Речь по делу Маргариты Жюжан

Адвокат Хартулари К. Ф.

Что же касается до ссылки свидетель­ниц, в виде доказательства, на рубашку покойного, то, по словам их, покойный Познанский, желая скрыть следы полового сближе­ния своего с подсудимой, сам оторвал перед, после чего рубашка поступила в стирку. Казалось бы, что такими действиями покой­ного уже достигнута была цель, которую он преследовал, а между тем свидетельницы передают, что когда рубашка возвратилась из стирки и подана была покойному, то он позвал свою мать и, пока­зывая ей рубашку, стал жаловаться на прачку, обвиняя в порче белья. Как же согласовать предыдущие действия покойного с после­дующими? Как объяснить, с одной стороны, желание Н. Познанского скрыть и предать забвению известные обстоятельства, а с другой — обнаружение их по собственному почину?! Очевидно, что история с рубашкою такая же неудачная выдумка, как и откровен­ность подсудимой о своей любовной связи с человеком, физически не способным для подобной связи, вследствие известного органиче­ского порока...
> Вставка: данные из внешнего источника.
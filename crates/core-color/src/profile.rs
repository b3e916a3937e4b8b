//! Per-bus LED color profiles.
//!
//! A profile is a sparse, sorted table mapping a brightness index (the
//! pixel's maximum channel) to an RGB correction triple. Index 0 is
//! always present and defaults to `(8, 8, 8)` so that a curve anchored at
//! black still lifts near-black pixels enough to keep the chain visible.
//! Between two explicit entries the correction interpolates linearly per
//! channel; above the highest explicit entry (and for black pixels) the
//! profile is the identity, so the default single-entry table transforms
//! nothing.

use std::collections::BTreeMap;

use minicbor::Decoder;

use core_fs::cbor;
use core_fs::outcome::Outcome;

use crate::uint_divide;

pub const PROFILE_INDEX0_DEFAULT: [u8; 3] = [8, 8, 8];

/// Identifier of one of a bus's profiles.
#[derive(Debug, Clone, Copy, PartialEq, Eq, PartialOrd, Ord, Default)]
pub enum LedProfileId {
    #[default]
    Normal = 0,
    Custom1 = 1,
    Custom2 = 2,
    Custom3 = 3,
}

impl LedProfileId {
    pub const MIN_ID: i64 = LedProfileId::Normal as i64;
    pub const MAX_ID: i64 = LedProfileId::Custom3 as i64;

    pub const ALL: [LedProfileId; 4] = [
        LedProfileId::Normal,
        LedProfileId::Custom1,
        LedProfileId::Custom2,
        LedProfileId::Custom3,
    ];

    pub fn from_id(id: i64) -> Option<Self> {
        match id {
            0 => Some(LedProfileId::Normal),
            1 => Some(LedProfileId::Custom1),
            2 => Some(LedProfileId::Custom2),
            3 => Some(LedProfileId::Custom3),
            _ => None,
        }
    }

    pub fn name(self) -> &'static str {
        match self {
            LedProfileId::Normal => "normal",
            LedProfileId::Custom1 => "custom1",
            LedProfileId::Custom2 => "custom2",
            LedProfileId::Custom3 => "custom3",
        }
    }

    pub fn from_name(name: &str) -> Option<Self> {
        Self::ALL.into_iter().find(|id| id.name() == name)
    }
}

#[derive(Debug, Clone, PartialEq, Eq)]
pub struct LedProfile {
    entries: BTreeMap<u8, [u8; 3]>,
}

impl Default for LedProfile {
    fn default() -> Self {
        Self::new()
    }
}

impl LedProfile {
    pub fn new() -> Self {
        let mut entries = BTreeMap::new();
        entries.insert(0, PROFILE_INDEX0_DEFAULT);
        Self { entries }
    }

    pub fn indexes(&self) -> Vec<u8> {
        self.entries.keys().copied().collect()
    }

    pub fn get(&self, index: u8) -> Option<[u8; 3]> {
        self.entries.get(&index).copied()
    }

    /// Insert or replace an entry. Returns whether the table changed.
    pub fn set(&mut self, index: u8, rgb: [u8; 3]) -> bool {
        self.entries.insert(index, rgb) != Some(rgb)
    }

    /// Remove an entry. Index 0 cannot be removed; it resets to the
    /// default instead.
    pub fn remove(&mut self, index: u8) -> Result<(), Outcome> {
        if index == 0 {
            self.entries.insert(0, PROFILE_INDEX0_DEFAULT);
            return Ok(());
        }

        match self.entries.remove(&index) {
            Some(_) => Ok(()),
            None => Err(Outcome::NotFound),
        }
    }

    /// Move an entry to a new index, replacing any entry there.
    pub fn move_entry(&mut self, from: u8, to: u8) -> Result<(), Outcome> {
        if from == to {
            return Ok(());
        }
        if from == 0 {
            return Err(Outcome::OutOfRange);
        }

        match self.entries.remove(&from) {
            Some(rgb) => {
                self.entries.insert(to, rgb);
                Ok(())
            }
            None => Err(Outcome::NotFound),
        }
    }

    /// Adjust an existing entry by signed per-channel deltas, saturating.
    pub fn adjust(&mut self, index: u8, dr: i16, dg: i16, db: i16) -> Result<(), Outcome> {
        match self.entries.get_mut(&index) {
            Some(rgb) => {
                rgb[0] = (rgb[0] as i16 + dr).clamp(0, 255) as u8;
                rgb[1] = (rgb[1] as i16 + dg).clamp(0, 255) as u8;
                rgb[2] = (rgb[2] as i16 + db).clamp(0, 255) as u8;
                Ok(())
            }
            None => Err(Outcome::NotFound),
        }
    }

    /// Reset to the default single-entry table. Returns whether anything
    /// changed.
    pub fn clear(&mut self) -> bool {
        let changed = self.entries.len() != 1 || self.get(0) != Some(PROFILE_INDEX0_DEFAULT);
        self.entries.clear();
        self.entries.insert(0, PROFILE_INDEX0_DEFAULT);
        changed
    }

    /// Whether the table transforms nothing.
    pub fn is_identity(&self) -> bool {
        self.entries.len() == 1 && self.entries.contains_key(&0)
    }

    /// Correction triple for a brightness level, or `None` where the
    /// profile is the identity (above the last explicit entry).
    fn curve(&self, level: u8) -> Option<[u8; 3]> {
        let (&hi, &hi_rgb) = self.entries.range(level..).next()?;
        if hi == level {
            return Some(hi_rgb);
        }

        // Index 0 is always present, so a floor entry exists.
        let (&lo, &lo_rgb) = self
            .entries
            .range(..level)
            .next_back()
            .expect("profile index 0 missing");

        let span = (hi - lo) as u64;
        let off = (level - lo) as u64;
        let mut rgb = [0u8; 3];
        for (i, out) in rgb.iter_mut().enumerate() {
            let a = lo_rgb[i] as u64;
            let b = hi_rgb[i] as u64;
            *out = uint_divide(a * (span - off) + b * off, span, 1) as u8;
        }
        Some(rgb)
    }

    /// Apply the profile to a packed RGB byte buffer in place.
    ///
    /// Each pixel is scaled by `curve(max_channel) / max_channel`, which
    /// preserves the channel ratios (hue). Black pixels stay black.
    pub fn transform(&self, buf: &mut [u8]) {
        if self.is_identity() {
            return;
        }

        for px in buf.chunks_exact_mut(3) {
            let level = px[0].max(px[1]).max(px[2]);
            if level == 0 {
                continue;
            }
            let Some(t) = self.curve(level) else {
                continue;
            };
            for i in 0..3 {
                let scaled = (px[i] as u32 * t[i] as u32 + level as u32 / 2) / level as u32;
                px[i] = scaled.min(255) as u8;
            }
        }
    }

    /// Encode as a self-described CBOR array of `[index, [r, g, b]]`
    /// pairs, ascending by index.
    pub fn encode(&self) -> Vec<u8> {
        let mut buf = Vec::new();
        let mut enc = cbor::tagged_encoder(&mut buf);

        enc.array(self.entries.len() as u64).expect("vec write is infallible");
        for (&index, rgb) in &self.entries {
            enc.array(2)
                .and_then(|e| e.u8(index))
                .and_then(|e| e.array(3))
                .and_then(|e| e.u8(rgb[0]))
                .and_then(|e| e.u8(rgb[1]))
                .and_then(|e| e.u8(rgb[2]))
                .expect("vec write is infallible");
        }

        buf
    }

    /// Decode from CBOR. Invalid entries are skipped and reported as the
    /// combined outcome; malformed data fails the whole decode.
    pub fn decode(data: &[u8]) -> Result<(Self, Outcome), Outcome> {
        let mut dec = Decoder::new(data);
        cbor::expect_self_describe(&mut dec)?;

        let entries = cbor::expect_definite_array(&mut dec)?;
        let mut profile = LedProfile::new();
        let mut worst = Outcome::Ok;

        for _ in 0..entries {
            if cbor::expect_definite_array(&mut dec)? != 2 {
                return Err(Outcome::ParseError);
            }

            let index = dec.u64().map_err(|_| Outcome::ParseError)?;

            if cbor::expect_definite_array(&mut dec)? != 3 {
                return Err(Outcome::ParseError);
            }
            let mut rgb = [0u8; 3];
            let mut channel_range = Outcome::Ok;
            for ch in rgb.iter_mut() {
                let value = dec.u64().map_err(|_| Outcome::ParseError)?;
                if value > u8::MAX as u64 {
                    channel_range = Outcome::OutOfRange;
                } else {
                    *ch = value as u8;
                }
            }

            if index > u8::MAX as u64 {
                worst.combine(Outcome::OutOfRange);
                continue;
            }
            if channel_range != Outcome::Ok {
                worst.combine(channel_range);
                continue;
            }

            profile.set(index as u8, rgb);
        }

        Ok((profile, worst))
    }
}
Возвращаясь засим к общим свидетельским показаниям по тому же обвинению, сущность которых приведена выше, я полагаю, что для правильной их оценки вы, не забывая описанного уже мною личного характера подсудимой, должны непременно задаться вопросом, чем была Маргарита Жюжан в семействе Познанских, и тогда все выходки подсудимой, упоминаемые свидетелями, кото­рые производили на них впечатление, приобретут в ваших глазах совершенно иной характер и значение.
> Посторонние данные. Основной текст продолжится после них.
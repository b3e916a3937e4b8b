//! Bounded byte ring buffer with blocking and non-blocking I/O.
//!
//! Used to connect a console to a shell-attached script task (stdin and
//! stdout each get one buffer). Readers and writers may live on different
//! threads; all state is guarded by one mutex with separate condition
//! variables for read- and write-waiters. [`IoBuffer::stop`] is terminal:
//! it wakes everyone and makes subsequent blocking operations fail fast
//! (reads report end-of-stream, writes report zero bytes).
//!
//! Reads expose the contiguous span before the wrap point so callers can
//! consume data in place via [`IoBuffer::read_slice`] without copying.

use std::cmp;
use std::ops::Deref;
use std::sync::{Condvar, Mutex, MutexGuard};

use tracing::trace;

struct Ring {
    buf: Box<[u8]>,
    read: usize,
    write: usize,
    used: usize,
    stopped: bool,
}

impl Ring {
    fn read_span(&self) -> usize {
        cmp::min(self.used, self.buf.len() - self.read)
    }

    fn write_span(&self) -> usize {
        cmp::min(self.buf.len() - self.used, self.buf.len() - self.write)
    }

    fn advance_read(&mut self, count: usize) {
        debug_assert!(count <= self.used);
        self.read = (self.read + count) % self.buf.len();
    }

    fn advance_write(&mut self, count: usize) {
        self.write = (self.write + count) % self.buf.len();
    }
}

pub struct IoBuffer {
    inner: Mutex<Ring>,
    read_cv: Condvar,
    write_cv: Condvar,
}

impl IoBuffer {
    pub fn new(capacity: usize) -> Self {
        assert!(capacity > 0, "buffer capacity must be non-zero");
        Self {
            inner: Mutex::new(Ring {
                buf: vec![0u8; capacity].into_boxed_slice(),
                read: 0,
                write: 0,
                used: 0,
                stopped: false,
            }),
            read_cv: Condvar::new(),
            write_cv: Condvar::new(),
        }
    }

    /// Bytes that can be read without blocking.
    pub fn read_available(&self) -> usize {
        self.inner.lock().expect("iobuffer mutex poisoned").used
    }

    /// Space that can be written without blocking.
    pub fn write_available(&self) -> usize {
        let ring = self.inner.lock().expect("iobuffer mutex poisoned");
        ring.buf.len() - ring.used
    }

    /// Read one byte. With `wait` the caller suspends until data arrives
    /// or the buffer is stopped. Returns `None` at end-of-stream (stopped)
    /// or, without `wait`, when the buffer is empty.
    pub fn read(&self, wait: bool) -> Option<u8> {
        let mut ring = self.inner.lock().expect("iobuffer mutex poisoned");

        loop {
            if ring.stopped {
                return None;
            }
            if ring.used > 0 {
                break;
            }
            if !wait {
                return None;
            }
            ring = self.read_cv.wait(ring).expect("iobuffer mutex poisoned");
        }

        let c = ring.buf[ring.read];
        ring.advance_read(1);
        self.take(&mut ring, 1);
        Some(c)
    }

    /// Borrow the contiguous readable span. Returns `None` when stopped,
    /// or when empty and `wait` is false. The returned guard holds the
    /// buffer lock; call [`ReadSlice::consume`] to release bytes.
    pub fn read_slice(&self, wait: bool) -> Option<ReadSlice<'_>> {
        let mut ring = self.inner.lock().expect("iobuffer mutex poisoned");

        loop {
            if ring.stopped {
                return None;
            }
            if ring.used > 0 {
                break;
            }
            if !wait {
                return None;
            }
            ring = self.read_cv.wait(ring).expect("iobuffer mutex poisoned");
        }

        Some(ReadSlice {
            ring: Some(ring),
            owner: self,
        })
    }

    /// Write a single byte, dropping it if the buffer is full or stopped.
    pub fn write_byte(&self, c: u8) {
        let mut ring = self.inner.lock().expect("iobuffer mutex poisoned");

        if ring.stopped || ring.used == ring.buf.len() {
            return;
        }

        let at = ring.write;
        ring.buf[at] = c;
        ring.advance_write(1);
        self.give(&mut ring, 1);
    }

    /// Write as much of `buf` as fits in the contiguous writable span,
    /// returning the number of bytes accepted. With `wait` the caller
    /// suspends while the buffer is full; a return of `0` means the
    /// buffer was stopped (or, without `wait`, full).
    pub fn write(&self, buf: &[u8], wait: bool) -> usize {
        if buf.is_empty() {
            return 0;
        }

        let mut ring = self.inner.lock().expect("iobuffer mutex poisoned");

        loop {
            if ring.stopped {
                return 0;
            }
            if ring.write_span() > 0 {
                break;
            }
            if !wait {
                return 0;
            }
            ring = self.write_cv.wait(ring).expect("iobuffer mutex poisoned");
        }

        let count = cmp::min(ring.write_span(), buf.len());
        let at = ring.write;
        ring.buf[at..at + count].copy_from_slice(&buf[..count]);
        ring.advance_write(count);
        self.give(&mut ring, count);
        count
    }

    /// Stop the buffer: wake all blocked readers and writers and make
    /// subsequent operations fail fast. Irreversible.
    pub fn stop(&self) {
        let mut ring = self.inner.lock().expect("iobuffer mutex poisoned");
        ring.stopped = true;
        trace!(target: "iobuffer", pending = ring.used, "stopped");
        self.read_cv.notify_all();
        self.write_cv.notify_all();
    }

    pub fn stopped(&self) -> bool {
        self.inner.lock().expect("iobuffer mutex poisoned").stopped
    }

    fn take(&self, ring: &mut Ring, count: usize) {
        if ring.used == ring.buf.len() {
            self.write_cv.notify_all();
        }
        ring.used -= count;
    }

    fn give(&self, ring: &mut Ring, count: usize) {
        if ring.used == 0 {
            self.read_cv.notify_all();
        }
        ring.used += count;
    }
}

/// Zero-copy view of the contiguous readable bytes, holding the buffer
/// lock until dropped or consumed.
pub struct ReadSlice<'a> {
    ring: Option<MutexGuard<'a, Ring>>,
    owner: &'a IoBuffer,
}

impl Deref for ReadSlice<'_> {
    type Target = [u8];

    fn deref(&self) -> &[u8] {
        let ring = self.ring.as_ref().expect("slice already consumed");
        let span = ring.read_span();
        &ring.buf[ring.read..ring.read + span]
    }
}

impl ReadSlice<'_> {
    /// Release `count` bytes (at most the slice length) back to writers.
    pub fn consume(mut self, count: usize) {
        let mut ring = self.ring.take().expect("slice already consumed");
        assert!(count <= ring.read_span(), "consume beyond readable span");
        ring.advance_read(count);
        self.owner.take(&mut ring, count);
    }
}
В августе 1873 года Маргарита Жюжан поступила в качестве гувернантки к детям Познанских, из которых покойному Николаю было около 12 лет. В течение пяти лет, до самой смерти Николая, Жюжан ежедневно посещала Познанских, преимущественно вече­ром, так как утром занята была уроками, которые давала в дру­гих частных домах. Из объяснений, данных обвиняемой на суде и подтвержденных действительным статским советником Мягковым, М. Жюжан, обласканная семейством Познанских. считала его поч­ти родным для себя. Внимание подсудимой, как наставницы, осо­бенно было обращено на старшего сына полковника Познанского, Николая, как на мальчика, который, по ее словам, держал себя как-то отдельно в семействе и лишен был родительской ласки и за­ботливости. Он рос и развивался под влиянием своего собственно­го нравственного мира, без всякого направления, без всякой посто­ронней помощи. Чтобы расположить к себе полудикого, скрытного и ленивого к учебным занятиям Николая, подсудимая старалась прежде всего приобрести его расположение и доверие.